HUNTSVILLE, Ala. - The biggest opponent that football players face on the field, isn't always the opposing player.
In the summertime, it can be oppressive heat.
That's why Randolph School is preparing for that scenario, well before the regular season starts.
Tuesday afternoon, they held an emergency drill, where a player passes out from heat exhaustion and the coaches rush to his aid.
“Coach Shaw, call 911,” yelled Head Coach Nick Flanagan.
The drill went exactly as it should have. The coaching staff immediately assessed the situation, called paramedics, and carried the sick player to an ice bath.
“If they’re up over 104, you’ve got to get them down quickly. If you’re having trouble getting them down, you have to get them to the hospital immediately," explains Dr. John Greco, Randolph's team physician.
“X’s and O’s are one thing, but making sure they're safe that’s our biggest concern," says Coach Flanagan.
Coach says while the drill was to make sure his staff was still up on their training, he hopes the players were paying attention too.
“Pray to God that never happens, but at the same time, we want to be prepared," he says.
In recent years, the AHSAA has tackled the issue of heat exhaustion head on.
“We don’t do two-a-days like we did way back when, because it’s just probably not the right way to go about things," says Dr. Greco.
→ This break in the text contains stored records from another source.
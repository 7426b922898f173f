//! Embedding gateway abstraction and HTTP client.
//!
//! The [`Embedder`] trait hides the inference service behind two calls,
//! `embed_text` and `embed_image`, both returning a unit vector of the
//! configured dimension. The model service normalizes its output; nothing in
//! this crate re-normalizes.
//!
//! Also provides the vector utilities shared by the store backends:
//! [`vec_to_blob`] / [`blob_to_vec`] for SQLite BLOB storage and
//! [`cosine_similarity`].
//!
//! # Retry Strategy
//!
//! [`HttpEmbedder`] retries transient failures with exponential backoff:
//! - HTTP 429 and 5xx → retry
//! - other 4xx → fail immediately
//! - network errors → retry
//! - Backoff: 1s, 2s, 4s, 8s, 16s, 32s (capped at 2^5)

use std::time::Duration;

use async_trait::async_trait;

use crate::config::EmbeddingConfig;
use crate::error::{AssetError, AssetResult};

/// Opaque text/image → unit vector function.
#[async_trait]
pub trait Embedder: Send + Sync {
    /// Embedding vector dimensionality.
    fn dims(&self) -> usize;

    /// Embed a natural-language query.
    async fn embed_text(&self, text: &str) -> AssetResult<Vec<f32>>;

    /// Embed raw image bytes. The filename is passed through to the service
    /// for content-type sniffing only.
    async fn embed_image(&self, filename: &str, bytes: &[u8]) -> AssetResult<Vec<f32>>;
}

/// Client for the multimodal inference HTTP service.
///
/// Calls `POST {endpoint}/embed/text` with a JSON body and
/// `POST {endpoint}/embed/image` with a multipart file upload; both respond
/// `{"embedding": [...]}`.
pub struct HttpEmbedder {
    endpoint: String,
    dims: usize,
    max_retries: u32,
    client: reqwest::Client,
}

impl HttpEmbedder {
    pub fn new(config: &EmbeddingConfig) -> AssetResult<Self> {
        let client = reqwest::Client::builder()
            .timeout(Duration::from_secs(config.timeout_secs))
            .build()
            .map_err(|e| AssetError::EmbeddingUnavailable {
                reason: e.to_string(),
            })?;

        Ok(Self {
            endpoint: config.endpoint.trim_end_matches('/').to_string(),
            dims: config.dims,
            max_retries: config.max_retries,
            client,
        })
    }

    async fn request_embedding<F>(&self, build: F) -> AssetResult<Vec<f32>>
    where
        F: Fn(&reqwest::Client) -> reqwest::RequestBuilder,
    {
        let mut last_err = None;

        for attempt in 0..=self.max_retries {
            if attempt > 0 {
                // Exponential backoff: 1s, 2s, 4s, 8s, ...
                let delay = Duration::from_secs(1 << (attempt - 1).min(5));
                tokio::time::sleep(delay).await;
            }

            match build(&self.client).send().await {
                Ok(response) => {
                    let status = response.status();

                    if status.is_success() {
                        let json: serde_json::Value =
                            response.json().await.map_err(|e| {
                                AssetError::EmbeddingUnavailable {
                                    reason: format!("invalid response body: {}", e),
                                }
                            })?;
                        let vector = parse_embedding_response(&json)?;
                        return self.check_dims(vector);
                    }

                    // Rate limited or server error — retry
                    if status.as_u16() == 429 || status.is_server_error() {
                        let body = response.text().await.unwrap_or_default();
                        last_err = Some(format!("HTTP {}: {}", status, body));
                        continue;
                    }

                    // Other client errors — don't retry
                    let body = response.text().await.unwrap_or_default();
                    return Err(AssetError::EmbeddingUnavailable {
                        reason: format!("HTTP {}: {}", status, body),
                    });
                }
                Err(e) => {
                    last_err = Some(e.to_string());
                    continue;
                }
            }
        }

        Err(AssetError::EmbeddingUnavailable {
            reason: last_err.unwrap_or_else(|| "retries exhausted".to_string()),
        })
    }

    fn check_dims(&self, vector: Vec<f32>) -> AssetResult<Vec<f32>> {
        if vector.len() != self.dims {
            return Err(AssetError::InvalidDimension {
                expected: self.dims,
                found: vector.len(),
            });
        }
        Ok(vector)
    }
}

#[async_trait]
impl Embedder for HttpEmbedder {
    fn dims(&self) -> usize {
        self.dims
    }

    async fn embed_text(&self, text: &str) -> AssetResult<Vec<f32>> {
        let url = format!("{}/embed/text", self.endpoint);
        let body = serde_json::json!({ "text": text });
        self.request_embedding(|client| client.post(&url).json(&body))
            .await
    }

    async fn embed_image(&self, filename: &str, bytes: &[u8]) -> AssetResult<Vec<f32>> {
        let url = format!("{}/embed/image", self.endpoint);
        let filename = filename.to_string();
        let bytes = bytes.to_vec();
        self.request_embedding(move |client| {
            let part = reqwest::multipart::Part::bytes(bytes.clone())
                .file_name(filename.clone())
                .mime_str("image/jpeg")
                .unwrap_or_else(|_| {
                    reqwest::multipart::Part::bytes(bytes.clone()).file_name(filename.clone())
                });
            let form = reqwest::multipart::Form::new().part("file", part);
            client.post(&url).multipart(form)
        })
        .await
    }
}

/// Extract the `embedding` array from an inference service response.
fn parse_embedding_response(json: &serde_json::Value) -> AssetResult<Vec<f32>> {
    let values = json
        .get("embedding")
        .and_then(|e| e.as_array())
        .ok_or_else(|| AssetError::EmbeddingUnavailable {
            reason: "invalid response: missing embedding array".to_string(),
        })?;

    Ok(values
        .iter()
        .map(|v| v.as_f64().unwrap_or(0.0) as f32)
        .collect())
}

/// Encode a float vector as a BLOB (little-endian f32 bytes).
pub fn vec_to_blob(vec: &[f32]) -> Vec<u8> {
    let mut bytes = Vec::with_capacity(vec.len() * 4);
    for &v in vec {
        bytes.extend_from_slice(&v.to_le_bytes());
    }
    bytes
}

/// Decode a BLOB back into a float vector. Reverses [`vec_to_blob`].
pub fn blob_to_vec(blob: &[u8]) -> Vec<f32> {
    blob.chunks_exact(4)
        .map(|chunk| f32::from_le_bytes([chunk[0], chunk[1], chunk[2], chunk[3]]))
        .collect()
}

/// Compute cosine similarity between two embedding vectors.
///
/// Returns `0.0` for empty vectors or vectors of different lengths.
pub fn cosine_similarity(a: &[f32], b: &[f32]) -> f32 {
    if a.len() != b.len() || a.is_empty() {
        return 0.0;
    }

    let mut dot = 0.0f32;
    let mut norm_a = 0.0f32;
    let mut norm_b = 0.0f32;

    for (x, y) in a.iter().zip(b.iter()) {
        dot += x * y;
        norm_a += x * x;
        norm_b += y * y;
    }

    let denom = norm_a.sqrt() * norm_b.sqrt();
    if denom < f32::EPSILON {
        return 0.0;
    }

    dot / denom
}
//! In-memory [`AssetStore`] used as a test double.
//!
//! Records live in a `Vec` behind `std::sync::RwLock`; similarity search is
//! brute-force cosine over everything stored. Behavior matches the SQLite
//! backend, including dimension checks and deterministic ordering.

use std::sync::RwLock;

use async_trait::async_trait;

use crate::embedding::cosine_similarity;
use crate::error::{AssetError, AssetResult};
use crate::models::{AssetRecord, ScoredAsset};

use super::AssetStore;

pub struct MemoryStore {
    records: RwLock<Vec<AssetRecord>>,
    dims: usize,
}

impl MemoryStore {
    pub fn new(dims: usize) -> Self {
        Self {
            records: RwLock::new(Vec::new()),
            dims,
        }
    }

    /// Ids currently in the store, in insertion order.
    pub fn ids(&self) -> Vec<String> {
        self.records
            .read()
            .unwrap()
            .iter()
            .map(|r| r.id.clone())
            .collect()
    }

    fn check_dims(&self, found: usize) -> AssetResult<()> {
        if found != self.dims {
            return Err(AssetError::InvalidDimension {
                expected: self.dims,
                found,
            });
        }
        Ok(())
    }
}

#[async_trait]
impl AssetStore for MemoryStore {
    async fn ensure_collection(&self) -> AssetResult<()> {
        Ok(())
    }

    async fn upsert(&self, records: &[AssetRecord]) -> AssetResult<()> {
        for record in records {
            self.check_dims(record.vector.len())?;
        }
        let mut stored = self.records.write().unwrap();
        for record in records {
            match stored.iter_mut().find(|r| r.id == record.id) {
                Some(existing) => *existing = record.clone(),
                None => stored.push(record.clone()),
            }
        }
        Ok(())
    }

    async fn delete_by_path(&self, path: &str) -> AssetResult<u64> {
        let mut stored = self.records.write().unwrap();
        let before = stored.len();
        stored.retain(|r| r.path != path);
        Ok((before - stored.len()) as u64)
    }

    async fn update_tags(&self, path: &str, tags: &[String]) -> AssetResult<bool> {
        let mut stored = self.records.write().unwrap();
        match stored.iter_mut().find(|r| r.path == path) {
            Some(record) => {
                record.tags = tags.to_vec();
                Ok(true)
            }
            None => Ok(false),
        }
    }

    async fn fingerprint_exists(&self, fingerprint: &str) -> AssetResult<bool> {
        let stored = self.records.read().unwrap();
        Ok(stored.iter().any(|r| r.fingerprint == fingerprint))
    }

    async fn similarity_search(
        &self,
        query: &[f32],
        limit: usize,
        tag: Option<&str>,
    ) -> AssetResult<Vec<ScoredAsset>> {
        self.check_dims(query.len())?;
        if limit == 0 {
            return Ok(Vec::new());
        }

        let stored = self.records.read().unwrap();
        let mut candidates: Vec<ScoredAsset> = stored
            .iter()
            .filter(|r| match tag {
                Some(t) => r.tags.iter().any(|x| x == t),
                None => true,
            })
            .map(|r| ScoredAsset {
                path: r.path.clone(),
                tags: r.tags.clone(),
                score: cosine_similarity(query, &r.vector),
            })
            .collect();

        candidates.sort_by(|a, b| {
            b.score
                .partial_cmp(&a.score)
                .unwrap_or(std::cmp::Ordering::Equal)
                .then_with(|| a.path.cmp(&b.path))
        });
        candidates.truncate(limit);

        Ok(candidates)
    }

    async fn count(&self) -> AssetResult<u64> {
        Ok(self.records.read().unwrap().len() as u64)
    }
}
The team's physician says coaches are becoming much more proactive when it comes to scheduling practice on a real scorcher of a day.
“If you have a high humidity day and it’s very very hot, you either cancel practice that day or you keep it very very short, under an hour. That way you lessen the likelihood of heat prostration," says Dr. Greco.
Just like a real-game scenario, Coach Flanagan knows, no matter the preparation, incidents can pop up, and hit you from your blind side.
That's why Coach preaches transparency.
"You’ve got to tell us how you’re truly feeling," says Flanagan.
He tells all of his players, he doesn't want surprises on the field. That goes for play-calls and their well-being.
“I mean I want you to give us all you’ve got, but at the end of the day, I care about them and who they are and those things a lot more than I do the other things of this game," he says.
Because the score doesn't mean a thing, if you don't have every player coming off the field at the end of the game.
“For the young athletes, they’re young athletes, they’re always going to take this with a grain of salt. But I think if you keep on harping on them, you’re certainly going to be in a better situation than you were maybe 5-10 years ago," says Dr. Greco.
Each team is required by AHSAA to have an emergency action plan for health emergencies. Flanagan says, their drill proves, they're well prepared in case tragedy strikes.